Last year, the United States lifted long-standing economic sanctions against Sudan. The sanctions included a trade embargo, a freeze on some government assets, and restrictions on Sudanese banks and the ability of foreign banks to do business with Sudan.
But instead of revitalizing the economy, lifting the sanctions has highlighted a range of additional steps that Sudan must take to normalize relations and, perhaps, improve the country’s economic outlook, experts say.
For decades, Sudan and the U.S. have experienced more tension than cooperation. Low points have included the assassination of the U.S. ambassador to Khartoum in 1973, Sudan’s harboring of Osama bin Laden in the 1990s and the Sudanese government supporting violence against civilians in Darfur, which the U.S. called a genocide.
The first of the now-abolished sanctions was imposed by President Bill Clinton in 1997 over Sudan’s alleged sponsorship of terrorism and poor human rights record.
“It is never an easy relationship. It’s always a challenging relationship,” said Ambassador Mary Carlin Yates, who served as U.S. chargé d'affaires to Sudan in 2011 and 2012 and co-chairs the Atlantic Council's Sudan Task Force.
“I think, as it’s moved along in the last year or so, it’s in a very different phase right now than it has been for several decades. And I think there’s opportunity here to re-engage.”
The breakthrough followed a 16-month diplomatic effort known as the “five-track engagement plan.” High-level negotiators worked closely to make progress in key areas, ranging from counterterrorism to ending interference in South Sudan to improving the ability of humanitarian groups to access conflict regions in Sudan.
“When you spend that amount of time working together and seeing that you both do have a common goal to try and reach and try and have some reward at the end for both countries, moving the nations closer together — I think that verifiable process is exactly what changed the relationship,” Yates said.
Sudanese leaders hailed the U.S.’s decision to lift the sanctions, but the impact on Sudan’s economy and its people remains unclear.
Magnus Taylor, an analyst with the International Crisis Group’s Horn of Africa Project, said Sudan is struggling with hyperinflation and rising wheat prices following the removal of government subsidies. The end of U.S. sanctions has not been enough to offset those two factors.
“What the Sudanese government hoped was that this would usher in a new era of international investment in Sudan and interest in the country, but it's actually only been five months,” Taylor said in a visit to VOA’s Washington offices.
“A lot of companies are still pretty shy to invest in Sudan, and the economy is really in a bad place at the moment. So the investment environment is pretty bad,” he said.
Sudan now wants to capitalize on the thaw in its relationship with the U.S. and ask to be removed from a State Department list of State Sponsors of Terrorism. This may be more difficult than lifting sanctions, Taylor said, since the U.S. is likely to ask for proof that the country has improved its human rights record and ended state-supported violence.
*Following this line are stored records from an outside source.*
//! Retry with exponential backoff for transient failures.
//!
//! The only transient condition the core itself retries is the optimistic
//! concurrency conflict inside the process manager (a conflict there means
//! two deliveries raced for the same correlation id, and re-running the
//! load-transition-save is exactly a redelivery). Callers can reuse the
//! same policy around their own `append`/`save` call sites.

use std::time::Duration;
use tokio::time::sleep;

/// Retry policy configuration for exponential backoff.
///
/// # Default Values
///
/// - `max_retries`: 3
/// - `initial_delay`: 10ms
/// - `max_delay`: 1 second
/// - `multiplier`: 2.0 (delay doubles each retry)
#[derive(Debug, Clone)]
pub struct RetryPolicy {
    /// Maximum number of retry attempts.
    pub max_retries: usize,
    /// Initial delay before the first retry.
    pub initial_delay: Duration,
    /// Maximum delay between retries (cap for the backoff).
    pub max_delay: Duration,
    /// Multiplier for exponential backoff.
    pub multiplier: f64,
}

impl Default for RetryPolicy {
    fn default() -> Self {
        Self {
            max_retries: 3,
            initial_delay: Duration::from_millis(10),
            max_delay: Duration::from_secs(1),
            multiplier: 2.0,
        }
    }
}

impl RetryPolicy {
    /// Create a new policy builder.
    #[must_use]
    pub const fn builder() -> RetryPolicyBuilder {
        RetryPolicyBuilder {
            max_retries: None,
            initial_delay: None,
            max_delay: None,
            multiplier: None,
        }
    }

    /// Calculate the delay for a given attempt number.
    ///
    /// Exponential: `initial_delay * multiplier ^ attempt`, capped at
    /// `max_delay`.
    #[must_use]
    pub fn delay_for_attempt(&self, attempt: usize) -> Duration {
        if attempt == 0 {
            return self.initial_delay;
        }

        // Note: Precision loss acceptable for backoff delays.
        #[allow(
            clippy::cast_precision_loss,
            clippy::cast_possible_truncation,
            clippy::cast_sign_loss
        )]
        let delay = Duration::from_millis(
            (self.initial_delay.as_millis() as f64 * self.multiplier.powi(attempt as i32)) as u64,
        );

        delay.min(self.max_delay)
    }
}

/// Builder for [`RetryPolicy`].
#[derive(Debug, Clone)]
pub struct RetryPolicyBuilder {
    max_retries: Option<usize>,
    initial_delay: Option<Duration>,
    max_delay: Option<Duration>,
    multiplier: Option<f64>,
}

impl RetryPolicyBuilder {
    /// Set the maximum number of retries.
    #[must_use]
    pub const fn max_retries(mut self, max_retries: usize) -> Self {
        self.max_retries = Some(max_retries);
        self
    }

    /// Set the initial delay before the first retry.
    #[must_use]
    pub const fn initial_delay(mut self, delay: Duration) -> Self {
        self.initial_delay = Some(delay);
        self
    }

    /// Set the maximum delay (cap for the backoff).
    #[must_use]
    pub const fn max_delay(mut self, delay: Duration) -> Self {
        self.max_delay = Some(delay);
        self
    }

    /// Set the multiplier for exponential backoff.
    #[must_use]
    pub const fn multiplier(mut self, multiplier: f64) -> Self {
        self.multiplier = Some(multiplier);
        self
    }

    /// Build the [`RetryPolicy`], filling unset fields with defaults.
    #[must_use]
    pub fn build(self) -> RetryPolicy {
        let defaults = RetryPolicy::default();
        RetryPolicy {
            max_retries: self.max_retries.unwrap_or(defaults.max_retries),
            initial_delay: self.initial_delay.unwrap_or(defaults.initial_delay),
            max_delay: self.max_delay.unwrap_or(defaults.max_delay),
            multiplier: self.multiplier.unwrap_or(defaults.multiplier),
        }
    }
}

/// Retry an async operation, retrying only errors the predicate accepts.
///
/// # Arguments
///
/// * `policy` - Retry policy configuration
/// * `operation` - Async operation to retry (`FnMut` so it can be re-run)
/// * `is_retryable` - Predicate deciding whether an error triggers a retry
///
/// # Errors
///
/// Returns the first non-retryable error immediately, or the last error
/// once the retry budget is exhausted.
pub async fn retry_with_predicate<F, Fut, T, E, P>(
    policy: &RetryPolicy,
    mut operation: F,
    is_retryable: P,
) -> Result<T, E>
where
    F: FnMut() -> Fut,
    Fut: std::future::Future<Output = Result<T, E>>,
    E: std::fmt::Display,
    P: Fn(&E) -> bool,
{
    let mut attempt = 0;

    loop {
        match operation().await {
            Ok(result) => {
                if attempt > 0 {
                    tracing::info!(attempt, "Operation succeeded after retry");
                }
                return Ok(result);
            }
            Err(err) => {
                if !is_retryable(&err) {
                    return Err(err);
                }

                if attempt >= policy.max_retries {
                    tracing::error!(attempt, error = %err, "Operation failed after max retries");
                    return Err(err);
                }

                let delay = policy.delay_for_attempt(attempt);
                tracing::warn!(
                    attempt,
                    delay_ms = delay.as_millis(),
                    error = %err,
                    "Operation failed, retrying..."
                );

                sleep(delay).await;
                attempt += 1;
            }
        }
    }
}
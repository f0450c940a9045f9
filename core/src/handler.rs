//! Event delivery boundary: the subscription surface consumed by the
//! publisher.
//!
//! A handler is registered with the publisher for one or more event types
//! and receives each matching event of every durable commit, after the
//! append has succeeded. Handlers report success or failure per delivery;
//! a failure is isolated to that handler and never affects the durable
//! commit or delivery to other handlers.
//!
//! Handlers must tolerate redelivery: the publish protocol is at-least-once,
//! and recovery from missed publishes replays stored commits.
//!
//! # Dyn Compatibility
//!
//! `Pin<Box<dyn Future>>` returns instead of `async fn`, so handlers can be
//! held as `Arc<dyn EventHandler>` in the subscription registry.

use crate::event::RecordedEvent;
use crate::stream::AggregateId;
use std::future::Future;
use std::pin::Pin;
use thiserror::Error;

/// Boxed future returned by a delivery.
pub type HandlerFuture<'a> = Pin<Box<dyn Future<Output = Result<(), HandlerError>> + Send + 'a>>;

/// A handler rejected or failed a delivery.
#[derive(Error, Debug, Clone, PartialEq, Eq)]
#[error("{0}")]
pub struct HandlerError(String);

impl HandlerError {
    /// Create a new handler error with the given reason.
    #[must_use]
    pub fn new(reason: impl Into<String>) -> Self {
        Self(reason.into())
    }
}

/// A subscriber to published events.
pub trait EventHandler: Send + Sync {
    /// Stable name used in delivery reports and logs.
    fn name(&self) -> &str;

    /// Deliver one event from a durable commit of `aggregate_id`.
    ///
    /// Returning an error marks this delivery failed for this handler
    /// only; the publisher reports it and carries on.
    fn handle<'a>(
        &'a self,
        aggregate_id: &'a AggregateId,
        event: &'a RecordedEvent,
    ) -> HandlerFuture<'a>;
}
“They (the U.S.) want progress to be made on conflict resolution in the two conflict areas. One is Darfur, and one is the conflict in South Kordofan and Blue Nile states on the border with South Sudan,” said Taylor.
The U.S. also wants Sudan to be a good partner by helping to stop conflict across the Horn of Africa. That means assisting with the U.S. agenda in South Sudan and elsewhere in the region, Taylor said.
Yates said the Sudanese are eager to move forward toward re-integration into the international community. In addition to removal from the State Sponsors of Terrorism list, they want to join the World Trade Organization and receive debt relief.
U.S. Deputy Secretary of State John J. Sullivan visited Khartoum in November, but since then there has been little public evidence of progress, Yates said.
“The plans have not been developed for this second track, and I think time is of the essence here so that this mistrust that was part of our relations for so many decades does not create a vacuum,” she said. “And I think we need to capitalize on the goodwill that has been built so we can attempt to move forward.”